La obra, aunque pudiera parecer la crónica de una catástrofe, es un sencillo y ameno elogio de la honradez. Para el hombre honrado no hay mal ni en la vida ni en la muerte, dijo Sócrates. Sin embargo, años después de su publicación, el progreso traerá el abandono de aquellos pueblos y el ocaso de un mundo austero, a veces cruel, pero prodigioso en valores individuales y sociales, muy alejados del vivir desgraciado y de las mentes atormentadas que pueblan las sociedades industrializadas. Ramón Carnicer dirá, sencillamente, que la tierra mostraba con el progreso «el trágico colorido de la impotencia humana».

Carnicer trató siempre de comunicar a los demás cuestiones que le parecían interesantes, procurando hacerlo sin amaneramientos ni exquisiteces, con claridad y sencillez. Sus obras son fiel testimonio de la época que le tocó vivir, sin falsedades ni adulteraciones. En eso coincidía con otros intelectuales del siglo XX, como Ramón J. Sender, que afirmaba que el único lujo en la vida era decir la verdad. Y suele ser el lujo más caro, añadía, «pero se va pagando a plazos y no me quejo». También Machado consideraba, frente a tanto impostor, que «la verdad es lo que es y sigue siendo verdad aunque se piense al revés.»

El hombre urbano sigue perdido aunque le protejan las murallas de la ciudad. Los que saben interpretar el alma de las muchedumbres —la ciudad piensa con su cerebro de mil cabezas—, confiesan que hemos perdido el equilibrio entre el hombre y la naturaleza; que nos hemos acostumbrado al movimiento, pero sin viajar a alguna parte. Somos, como decía Luis Martín Santos, mojamas tendidas al aire purísimo de la meseta, colgadas de un alambre oxidado, hasta que hagamos nuestro pequeño éxtasis silencioso.
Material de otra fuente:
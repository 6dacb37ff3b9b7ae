//! Value range and quantization settings.

use crate::error::{Result, RulerError};

/// Default largest selectable value.
pub const DEFAULT_MAX_VALUE: i32 = 150;
/// Default ticks per labelled major mark.
pub const DEFAULT_VALUE_PER_COUNT: i32 = 10;
/// Default spacing between adjacent ticks, in dp.
pub const DEFAULT_UNIT_GAP_DP: f32 = 6.0;
/// Largest tick count whose distances an `f32` still represents exactly.
pub const MAX_TICKS: i32 = 1 << 24;

/// Settings accepted by [`TapeRuler::new`](crate::TapeRuler::new) and
/// [`TapeRuler::reconfigure`](crate::TapeRuler::reconfigure).
#[derive(Debug, Clone, Copy, PartialEq)]
pub struct RulerConfig {
    pub max_value: i32,
    pub current_value: i32,
    /// Secondary marker, independent of the selection.
    pub balance_value: i32,
    /// Value step between adjacent ticks.
    pub value_unit: i32,
    /// Ticks per major mark.
    pub value_per_count: i32,
    pub unit_gap_dp: f32,
}

impl Default for RulerConfig {
    fn default() -> Self {
        Self {
            max_value: DEFAULT_MAX_VALUE,
            current_value: 0,
            balance_value: 0,
            value_unit: 1,
            value_per_count: DEFAULT_VALUE_PER_COUNT,
            unit_gap_dp: DEFAULT_UNIT_GAP_DP,
        }
    }
}

impl RulerConfig {
    pub fn with_range(mut self, max_value: i32, current_value: i32) -> Self {
        self.max_value = max_value;
        self.current_value = current_value;
        self
    }

    pub fn with_units(mut self, value_unit: i32, value_per_count: i32) -> Self {
        self.value_unit = value_unit;
        self.value_per_count = value_per_count;
        self
    }

    pub fn with_unit_gap_dp(mut self, unit_gap_dp: f32) -> Self {
        self.unit_gap_dp = unit_gap_dp;
        self
    }

    pub fn with_balance(mut self, balance_value: i32) -> Self {
        self.balance_value = balance_value;
        self
    }

    pub fn validate(&self) -> Result<()> {
        validate_selection(
            self.max_value,
            self.current_value,
            self.value_unit,
            self.value_per_count,
        )?;
        if !self.unit_gap_dp.is_finite() || self.unit_gap_dp <= 0.0 {
            return Err(RulerError::InvalidUnitGap {
                value: self.unit_gap_dp,
            });
        }
        Ok(())
    }
}

/// Checks the range first, then the units, then the tick count.
pub(crate) fn validate_selection(
    max_value: i32,
    current_value: i32,
    value_unit: i32,
    value_per_count: i32,
) -> Result<()> {
    if current_value < 0 || current_value > max_value {
        return Err(RulerError::ValueOutOfRange {
            value: current_value,
            max: max_value,
        });
    }
    validate_units(value_unit, value_per_count)?;
    if max_value / value_unit > MAX_TICKS {
        return Err(RulerError::RangeTooLarge {
            max_value,
            value_unit,
            limit: MAX_TICKS,
        });
    }
    Ok(())
}

fn validate_units(value_unit: i32, value_per_count: i32) -> Result<()> {
    if value_unit < 1 {
        return Err(RulerError::InvalidUnit {
            name: "value_unit",
            value: value_unit,
        });
    }
    if value_per_count < 1 || value_unit.checked_mul(value_per_count).is_none() {
        return Err(RulerError::InvalidUnit {
            name: "value_per_count",
            value: value_per_count,
        });
    }
    Ok(())
}

#[cfg(test)]
mod tests {
    use super::*;

    #[test]
    fn default_config_is_valid() {
        assert_eq!(RulerConfig::default().validate(), Ok(()));
    }

    #[test]
    fn current_value_must_be_in_range() {
        let config = RulerConfig::default().with_range(100, 150);
        assert_eq!(
            config.validate(),
            Err(RulerError::ValueOutOfRange { value: 150, max: 100 })
        );
        let config = RulerConfig::default().with_range(100, -1);
        assert!(matches!(
            config.validate(),
            Err(RulerError::ValueOutOfRange { value: -1, .. })
        ));
    }

    #[test]
    fn bounds_are_inclusive() {
        assert!(RulerConfig::default().with_range(100, 0).validate().is_ok());
        assert!(RulerConfig::default().with_range(100, 100).validate().is_ok());
    }

    #[test]
    fn zero_units_rejected() {
        let config = RulerConfig::default().with_units(0, 10);
        assert!(matches!(
            config.validate(),
            Err(RulerError::InvalidUnit { name: "value_unit", .. })
        ));
        let config = RulerConfig::default().with_units(1, 0);
        assert!(matches!(
            config.validate(),
            Err(RulerError::InvalidUnit { name: "value_per_count", .. })
        ));
        let config = RulerConfig::default().with_unit_gap_dp(f32::NAN);
        assert!(matches!(
            config.validate(),
            Err(RulerError::InvalidUnitGap { .. })
        ));
    }

    #[test]
    fn major_step_must_fit_in_i32() {
        let config = RulerConfig::default().with_units(1 << 16, 1 << 16);
        assert_eq!(
            config.validate(),
            Err(RulerError::InvalidUnit {
                name: "value_per_count",
                value: 1 << 16,
            })
        );
        let config = RulerConfig::default().with_units(i32::MAX, 1);
        assert!(config.validate().is_ok());
    }

    #[test]
    fn tick_count_is_bounded() {
        let config = RulerConfig::default().with_range(i32::MAX, 0);
        assert_eq!(
            config.validate(),
            Err(RulerError::RangeTooLarge {
                max_value: i32::MAX,
                value_unit: 1,
                limit: MAX_TICKS,
            })
        );
        let config = RulerConfig::default().with_range(MAX_TICKS, 0);
        assert!(config.validate().is_ok());
        let config = RulerConfig::default()
            .with_range(i32::MAX, 0)
            .with_units(256, 10);
        assert!(config.validate().is_ok());
    }

    #[test]
    fn large_unit_survives_in_error() {
        let err = validate_units(-2_147_483_000, 10).unwrap_err();
        assert_eq!(err.to_string(), "invalid value_unit: -2147483000");
    }
}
Nada mejor para cerrar la quinta esquina que el recuerdo de Ramón Carnicer, para el que las letras nunca fueron «colorín, pingajo y hambre», que diría Max Estrella. Y como no hay razonamiento que sea gustoso por largo, me despido como lo haría Felicitas, la del Barreiro de La Chana (Borrenes), cuando la charla se había agotado: «nos vamos que esta gente querrá acostarse»... Había que hacer algo.